Drone Strike Kills 12 in Pakistan


The capacity to drop bombs on terrorists from unpiloted planes is clearly valuable and something the United States of America will want to do on occasion. But I think we need to be much, much, much more careful because this sort of thing is incredibly harmful:

An early morning drone attack Friday on a village near the Afghan border in North Waziristan killed 12 people, Pakistani security officials said. The village, Dande Darpa Khel, is part of the stronghold of Jalaluddin Haqqani, an Afghan fighter and senior Taliban member.

The missiles hit a compound near an Islamic school that Mr. Haqqani had set up, and women and children were among the dead, according to Pakistani officials, who spoke in return anonymity because they were not authorized to brief reporters.

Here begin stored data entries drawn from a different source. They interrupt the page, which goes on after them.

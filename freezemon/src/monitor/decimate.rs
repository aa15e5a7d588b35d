//! Sample decimation
//!
//! Keeps the sample buffer bounded for arbitrarily long freezes while
//! preserving an even spread over time: index `i` of the result is source
//! index `round(i * (from - 1) / (to - 1))`, so the first and the last
//! retained source sample always survive.

/// Reduce `samples` to `to` evenly spaced elements, in place.
///
/// With `trim_tail` the newest element is dropped before selection; used when
/// it lies beyond the end of the event it is attributed to.
pub fn decimate<T>(samples: &mut Vec<T>, to: usize, trim_tail: bool) {
    if trim_tail {
        samples.pop();
    }
    let from = samples.len();
    if to >= from {
        return;
    }
    if to <= 1 {
        samples.truncate(to);
        return;
    }

    // Source indices are strictly increasing and never below their target
    // index, so swapping front to back never reads an overwritten slot.
    for i in 1..to {
        let src = (2 * i * (from - 1) + (to - 1)) / (2 * (to - 1));
        samples.swap(i, src);
    }
    samples.truncate(to);
}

The case against this stuff is well made in CNAS’s “Triage” report on regional strategy:

Despite these advantages, the costs of drone attacks against non-al Qaeda targets inside Pakistan outweigh the benefits and they are, on balance, harmful to U.S. and allied interests. The drone war has created a siege mentality among the Pashtun population in northwest Pakistan. This is similar to what happened in Somalia in 2005 and 2006 when similar strikes were employed against the Union of Islamic Courts (UIC). While the strikes killed individual militants, public anger solidified the extremists’ power. The UIC’s popularity rose and it became more extreme […]

They point out that the missile campaign turns Pakistani opinion away from the “we and the United States are on the same side against the great threat of al-Qaeda” point of view:


Not smart. Ultimately, the government of Pakistan has the Taliban easily outgunned with or without US missile strikes. What it doesn’t necessarily have is legitimacy or the support of the Pakistani people. Actions that undermine those qualities are very harmful.